Я был трусом. Я не мог съезжать по накатанной ледяной полоске, стоя на ногах. Серый мог. Для этого он надевал свои кирзовые сапоги с подвернутыми голенищами. Многие могли съезжать стоя. Но как Серый – никто. Все ждали. Серый знал, что его ждали, и поэтому не торопился. Он взбирался медленно боком на насыпь и, став аж на второй рельс, хитро оглядывал всех, а потом, неожиданно оттолкнувшись и перешагнув другой рельс, прыгал на самый лед. От этого он терял равновесие, крякал весело, с руганью и, перевернувшись в воздухе, шмякался об лед. Или благополучно съезжал. Это не важно. Я стоял и смотрел на него. Пальто замерзало и становилось колом, как тумбочка. Пальцами было больно пошевелить. В валенках уже не таял снег. Я шел домой. Солнце висело в вымороженном небе, выцветшее за лето и сразу же замороженное, так и не успевшее набраться краски, как бледное диетическое яйцо.
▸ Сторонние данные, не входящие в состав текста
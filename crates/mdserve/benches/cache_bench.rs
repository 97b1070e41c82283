use criterion::{black_box, criterion_group, criterion_main, Criterion};
use mdserve::cache::LruCache;
use mdserve::md5;

fn bench_hash(c: &mut Criterion) {
    let input = b"the quick brown fox jumps over the lazy dog";
    c.bench_function("md5::hash short message", |b| {
        b.iter(|| md5::hash(black_box(input)))
    });

    let long_input = vec![b'x'; 4096];
    c.bench_function("md5::hash 4KiB message", |b| {
        b.iter(|| md5::hash(black_box(&long_input)))
    });
}

fn bench_cache_hit(c: &mut Criterion) {
    let cache = LruCache::new(256);
    cache.put("hello", md5::hash(b"hello"));

    c.bench_function("LruCache::get hit", |b| {
        b.iter(|| black_box(cache.get(black_box("hello"))))
    });
}

fn bench_cache_eviction_churn(c: &mut Criterion) {
    let cache = LruCache::new(64);
    let mut i = 0usize;

    c.bench_function("LruCache::put under constant eviction", |b| {
        b.iter(|| {
            let key = format!("key{i}");
            cache.put(black_box(&key), "d".repeat(32));
            i += 1;
        })
    });
}

criterion_group!(benches, bench_hash, bench_cache_hit, bench_cache_eviction_churn);
criterion_main!(benches);
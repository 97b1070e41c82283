//! Per-connection request handling: read one request, resolve its digest
//! (via the cache or by hashing), and write back the response.
//!
//! Generic over [`ByteStream`] so the read/hash/respond sequence can be
//! exercised against an in-memory [`crate::transport::duplex::DuplexStream`]
//! in tests without opening a real socket.

use crate::cache::LruCache;
use crate::md5;
use crate::parser::{self, ParseError};
use crate::transport::ByteStream;
use std::thread;
use std::time::Duration;

/// One byte past the accepted maximum, so a request that exactly fills it
/// can still be distinguished from one that overflows it.
const MAX_REQUEST_SIZE: usize = 4096;

const SEND_TIMEOUT: &str = "Timeout.\n";
const SEND_LONG_REQUEST: &str = "Request is too long.\n";
const SEND_INVALID_REQUEST: &str = "Request is not valid.\n";

/// Per-connection read/write timeout, set on every accepted stream — long
/// enough for a normal client, short enough that a stalled peer can't pin a
/// worker thread indefinitely.
pub const CONNECTION_TIMEOUT: Duration = Duration::from_secs(1);

/// Reads exactly one request from `stream`, resolves its digest against
/// `cache`, and writes the response — a 32-character digest plus newline on
/// success, or one of the three plain-text error lines otherwise.
///
/// Never returns an error: connection-level I/O failures (a client that
/// disconnects mid-write, for instance) are swallowed, matching a fire-and-
/// forget response write — there is no one left to report the failure to.
pub fn handle_connection(stream: &mut impl ByteStream, cache: &LruCache) {
    let mut buf = vec![0u8; MAX_REQUEST_SIZE + 1];

    let bytes_read = match stream.read(&mut buf) {
        Ok(0) => return,
        Ok(n) => n,
        Err(err)
            if matches!(
                err.kind(),
                std::io::ErrorKind::WouldBlock | std::io::ErrorKind::TimedOut
            ) =>
        {
            let _ = write_line(stream, SEND_TIMEOUT);
            return;
        }
        Err(_) => return,
    };

    if bytes_read > MAX_REQUEST_SIZE {
        drain(stream);
        let _ = write_line(stream, SEND_LONG_REQUEST);
        return;
    }

    let line = String::from_utf8_lossy(&buf[..bytes_read]);
    let request = match parser::parse(line.trim_end_matches('\0')) {
        Ok(request) => request,
        Err(ParseError::Invalid) => {
            let _ = write_line(stream, SEND_INVALID_REQUEST);
            return;
        }
    };

    let digest = match cache.get(&request.message) {
        Some(digest) => digest,
        None => {
            let digest = md5::hash(request.message.as_bytes());
            if request.delay_ms > 0 {
                thread::sleep(Duration::from_millis(request.delay_ms));
            }
            cache.put(&request.message, digest.clone());
            digest
        }
    };

    let _ = write_line(stream, &format!("{digest}\n"));
}

/// Drains any remaining bytes from an over-long request so the client's
/// write doesn't leave data the connection never reads before replying.
fn drain(stream: &mut impl ByteStream) {
    let mut sink = [0u8; MAX_REQUEST_SIZE];
    loop {
        match stream.read(&mut sink) {
            Ok(0) | Err(_) => break,
            Ok(_) => continue,
        }
    }
}

/// Writes `body` in a single call. Every caller already includes the
/// trailing newline the wire protocol expects.
fn write_line(stream: &mut impl ByteStream, body: &str) -> std::io::Result<()> {
    debug_assert!(body.ends_with('\n'));
    stream.write_all(body.as_bytes())
}
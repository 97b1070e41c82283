//! Parses the plain-text wire protocol: `get <message> <delay_ms>\n`.
//!
//! Tokenization is a straight split on ASCII spaces into exactly three
//! fields — a literal `get`, the message to digest, and a delay in
//! milliseconds. Anything else (wrong field count, wrong verb, a
//! non-numeric delay) is rejected as a single `ParseError::Invalid`; the
//! original protocol does not distinguish which field was wrong, only
//! that the request as a whole is invalid.

use std::fmt;

/// A successfully parsed client request.
#[derive(Debug, Clone, PartialEq, Eq)]
pub struct Request {
    pub message: String,
    pub delay_ms: u64,
}

/// Why a raw request line failed to parse.
#[derive(Debug, Clone, Copy, PartialEq, Eq)]
pub enum ParseError {
    /// Field count, verb, or delay field did not match the protocol.
    Invalid,
}

impl fmt::Display for ParseError {
    fn fmt(&self, f: &mut fmt::Formatter<'_>) -> fmt::Result {
        write!(f, "invalid request")
    }
}

impl std::error::Error for ParseError {}

/// Parses a single request line.
///
/// `line` should have its trailing newline already stripped by the caller;
/// leading/trailing whitespace around the whole line is tolerated, but
/// internal whitespace is taken literally as the field separator.
pub fn parse(line: &str) -> Result<Request, ParseError> {
    let mut fields = line.trim_end_matches(['\r', '\n']).split(' ');

    let verb = fields.next().ok_or(ParseError::Invalid)?;
    let message = fields.next().ok_or(ParseError::Invalid)?;
    let delay = fields.next().ok_or(ParseError::Invalid)?;

    if fields.next().is_some() {
        return Err(ParseError::Invalid);
    }
    if verb != "get" || message.is_empty() {
        return Err(ParseError::Invalid);
    }

    let delay_ms = delay.parse::<u64>().map_err(|_| ParseError::Invalid)?;

    Ok(Request {
        message: message.to_owned(),
        delay_ms,
    })
}
//! Validated, immutable server configuration.
//!
//! [`ServerConfig`] is built once at startup from CLI-supplied values and
//! then shared read-only (behind an `Arc`) with every worker thread — there
//! is no runtime reconfiguration.

use std::fmt;

/// Threads spawned when the configured count is non-positive or absurdly
/// large; mirrors the original server's `-t` fallback.
pub const DEFAULT_THREAD_COUNT: usize = 8;

/// Threads at or above this count are rejected in favor of the default,
/// guarding against a typo'd `-t` flag spawning a thread storm.
const MAX_THREAD_COUNT: usize = 1000;

/// Why a requested configuration could not be built.
#[derive(Debug, Clone, Copy, PartialEq, Eq)]
pub enum ConfigError {
    /// The listen port was zero.
    ZeroPort,
    /// The cache capacity was zero.
    ZeroCapacity,
}

impl fmt::Display for ConfigError {
    fn fmt(&self, f: &mut fmt::Formatter<'_>) -> fmt::Result {
        match self {
            ConfigError::ZeroPort => write!(f, "port must be greater than 0"),
            ConfigError::ZeroCapacity => write!(f, "cache capacity must be greater than 0"),
        }
    }
}

impl std::error::Error for ConfigError {}

/// Immutable, validated server configuration shared across every connection.
#[derive(Debug, Clone, PartialEq, Eq)]
pub struct ServerConfig {
    pub port: u16,
    pub cache_capacity: usize,
    pub thread_count: usize,
}

impl ServerConfig {
    /// Builds a [`ServerConfig`] from raw CLI values.
    ///
    /// `requested_threads` of zero or at least [`MAX_THREAD_COUNT`] silently
    /// falls back to [`DEFAULT_THREAD_COUNT`] rather than erroring, matching
    /// the original `-t` flag's behavior. `port` and `cache_capacity` of
    /// zero are hard errors since there is no sensible default for either.
    pub fn new(
        port: u16,
        cache_capacity: usize,
        requested_threads: usize,
    ) -> Result<Self, ConfigError> {
        if port == 0 {
            return Err(ConfigError::ZeroPort);
        }
        if cache_capacity == 0 {
            return Err(ConfigError::ZeroCapacity);
        }

        let thread_count = if requested_threads == 0 || requested_threads >= MAX_THREAD_COUNT {
            DEFAULT_THREAD_COUNT
        } else {
            requested_threads
        };

        Ok(Self {
            port,
            cache_capacity,
            thread_count,
        })
    }
}
use chrono::{DateTime, Utc};

/// Source of "now" for cache ages and timestamp-based slug suffixes.
pub trait Clock: Send + Sync {
    fn now(&self) -> DateTime<Utc>;
}

#[derive(Debug, Clone, Copy, Default)]
pub struct SystemClock;

impl Clock for SystemClock {
    fn now(&self) -> DateTime<Utc> {
        Utc::now()
    }
}
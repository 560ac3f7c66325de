use std::fmt;
use std::str::FromStr;

use chrono::{DateTime, Utc};
use serde::{Deserialize, Serialize};

#[derive(Debug, Clone, Copy, PartialEq, Eq, Hash, Serialize, Deserialize)]
#[serde(rename_all = "lowercase")]
pub enum SitemapKind {
    Index,
    Core,
    Content,
}

impl SitemapKind {
    pub fn as_str(&self) -> &'static str {
        match self {
            SitemapKind::Index => "index",
            SitemapKind::Core => "core",
            SitemapKind::Content => "content",
        }
    }

    /// Public file name, e.g. `sitemap-core.xml`.
    pub fn file_name(&self) -> String {
        format!("sitemap-{}.xml", self.as_str())
    }
}

impl fmt::Display for SitemapKind {
    fn fmt(&self, f: &mut fmt::Formatter<'_>) -> fmt::Result {
        f.write_str(self.as_str())
    }
}

impl FromStr for SitemapKind {
    type Err = String;

    fn from_str(s: &str) -> Result<Self, Self::Err> {
        match s.trim().to_ascii_lowercase().as_str() {
            "index" => Ok(SitemapKind::Index),
            "core" => Ok(SitemapKind::Core),
            "content" => Ok(SitemapKind::Content),
            other => Err(format!("unknown sitemap type: {}", other)),
        }
    }
}

/// Which cache rows an invalidation drops.
#[derive(Debug, Clone, Copy, PartialEq, Eq)]
pub enum CacheTarget {
    All,
    Kind(SitemapKind),
}

impl FromStr for CacheTarget {
    type Err = String;

    fn from_str(s: &str) -> Result<Self, Self::Err> {
        if s.trim().eq_ignore_ascii_case("all") {
            Ok(CacheTarget::All)
        } else {
            s.parse().map(CacheTarget::Kind)
        }
    }
}

#[derive(Debug, Clone, PartialEq, Serialize, Deserialize)]
#[serde(rename_all = "camelCase")]
pub struct CachedSitemap {
    pub kind: SitemapKind,
    pub xml: String,
    pub url_count: i64,
    pub generated_at: DateTime<Utc>,
}

#[derive(Debug, Clone, PartialEq, Serialize, Deserialize)]
#[serde(rename_all = "camelCase")]
pub struct SitemapCacheStat {
    pub kind: SitemapKind,
    pub url_count: i64,
    pub generated_at: DateTime<Utc>,
}
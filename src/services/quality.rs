use std::sync::Arc;

use crate::clock::Clock;
use crate::db::Repository;
use crate::error::Result;
use crate::models::{
    CannibalizedKeyword, ChecklistItem, ContentSummary, OrphanPage, QualityReport,
};

use super::keywords::KeywordService;
use super::linking::LinkingEngine;
use super::sitemap::SitemapService;

pub const LOW_WORD_COUNT_THRESHOLD: i64 = 1200;

const ORPHAN_PENALTY: u32 = 2;
const CANNIBALIZATION_PENALTY: u32 = 5;
const MISSING_KEYWORD_PENALTY: u32 = 1;
const LOW_WORD_COUNT_PENALTY: u32 = 1;
const MISSING_CANONICAL_PENALTY: u32 = 3;
const NO_INDEXABLE_PENALTY: u32 = 20;

/// 100 minus fixed per-issue deductions, floored at 0.
pub fn calculate_score(
    orphans: &[OrphanPage],
    cannibalized: &[CannibalizedKeyword],
    missing_keyword: &[ContentSummary],
    low_word_count: &[ContentSummary],
    missing_canonical: &[ContentSummary],
    indexable_pages: usize,
) -> u32 {
    let penalty = |count: usize, each: u32| (count as u32).saturating_mul(each);

    let mut deductions = penalty(orphans.len(), ORPHAN_PENALTY)
        .saturating_add(penalty(cannibalized.len(), CANNIBALIZATION_PENALTY))
        .saturating_add(penalty(missing_keyword.len(), MISSING_KEYWORD_PENALTY))
        .saturating_add(penalty(low_word_count.len(), LOW_WORD_COUNT_PENALTY))
        .saturating_add(penalty(missing_canonical.len(), MISSING_CANONICAL_PENALTY));
    if indexable_pages == 0 {
        deductions = deductions.saturating_add(NO_INDEXABLE_PENALTY);
    }

    100u32.saturating_sub(deductions)
}

fn checklist_item(check: &str, count: usize, ok: &str, issue: String) -> ChecklistItem {
    ChecklistItem {
        check: check.to_string(),
        passed: count == 0,
        count,
        message: if count == 0 { ok.to_string() } else { issue },
    }
}

/// Read-only aggregation over the other services.
pub struct QualityReporter {
    repository: Arc<Repository>,
    linking: Arc<LinkingEngine>,
    keywords: Arc<KeywordService>,
    sitemaps: Arc<SitemapService>,
    clock: Arc<dyn Clock>,
}

impl QualityReporter {
    pub fn new(
        repository: Arc<Repository>,
        linking: Arc<LinkingEngine>,
        keywords: Arc<KeywordService>,
        sitemaps: Arc<SitemapService>,
        clock: Arc<dyn Clock>,
    ) -> Self {
        Self {
            repository,
            linking,
            keywords,
            sitemaps,
            clock,
        }
    }

    pub async fn generate_report(&self) -> Result<QualityReport> {
        let orphan_pages = self.linking.detect_orphan_pages().await?;
        let cannibalized_keywords = self.keywords.detect_cannibalization().await?;
        let missing_primary_keyword = self.repository.content_missing_primary_keyword().await?;
        let low_word_count = self
            .repository
            .content_below_word_count(LOW_WORD_COUNT_THRESHOLD)
            .await?;
        let missing_canonical = self.repository.content_missing_canonical().await?;
        let sitemap_cache = self.sitemaps.cache_stats().await?;
        let total_pages = self.repository.count_content().await?;
        let indexable_pages = self.repository.count_indexable().await?;

        let score = calculate_score(
            &orphan_pages,
            &cannibalized_keywords,
            &missing_primary_keyword,
            &low_word_count,
            &missing_canonical,
            indexable_pages,
        );

        let checklist = vec![
            checklist_item(
                "orphan_pages",
                orphan_pages.len(),
                "Every page has at least one internal link pointing to it",
                format!("{} page(s) have no inbound internal links", orphan_pages.len()),
            ),
            checklist_item(
                "keyword_cannibalization",
                cannibalized_keywords.len(),
                "No primary keyword is targeted by more than one page",
                format!(
                    "{} primary keyword(s) are shared by multiple pages",
                    cannibalized_keywords.len()
                ),
            ),
            checklist_item(
                "primary_keyword",
                missing_primary_keyword.len(),
                "Every page has a primary keyword",
                format!("{} page(s) lack a primary keyword", missing_primary_keyword.len()),
            ),
            checklist_item(
                "word_count",
                low_word_count.len(),
                "Every page meets the minimum word count",
                format!(
                    "{} page(s) have fewer than {} words",
                    low_word_count.len(),
                    LOW_WORD_COUNT_THRESHOLD
                ),
            ),
            checklist_item(
                "canonical_url",
                missing_canonical.len(),
                "Every page has a canonical URL",
                format!("{} page(s) lack a canonical URL", missing_canonical.len()),
            ),
            ChecklistItem {
                check: "indexable_pages".to_string(),
                passed: indexable_pages > 0,
                count: indexable_pages,
                message: if indexable_pages > 0 {
                    format!("{} page(s) are indexable", indexable_pages)
                } else {
                    "No pages are indexable".to_string()
                },
            },
        ];

        tracing::info!(score, total_pages, "Generated quality report");

        Ok(QualityReport {
            score,
            generated_at: self.clock.now(),
            total_pages,
            indexable_pages,
            orphan_pages,
            cannibalized_keywords,
            missing_primary_keyword,
            low_word_count,
            missing_canonical,
            sitemap_cache,
            checklist,
        })
    }
}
Я знал, как тепло дома. Было воскресенье, и дома были мать и отец.
Дома было тихо. Кухня открыта. Теплая. На печке стояли кастрюля с супом, черная сковорода с жареной картошкой. Я негнущимися пальцами стаскивал валенки, снимал пальто и прятал его на вешалке: увидят, заставят идти в коридор и отряхивать от снега.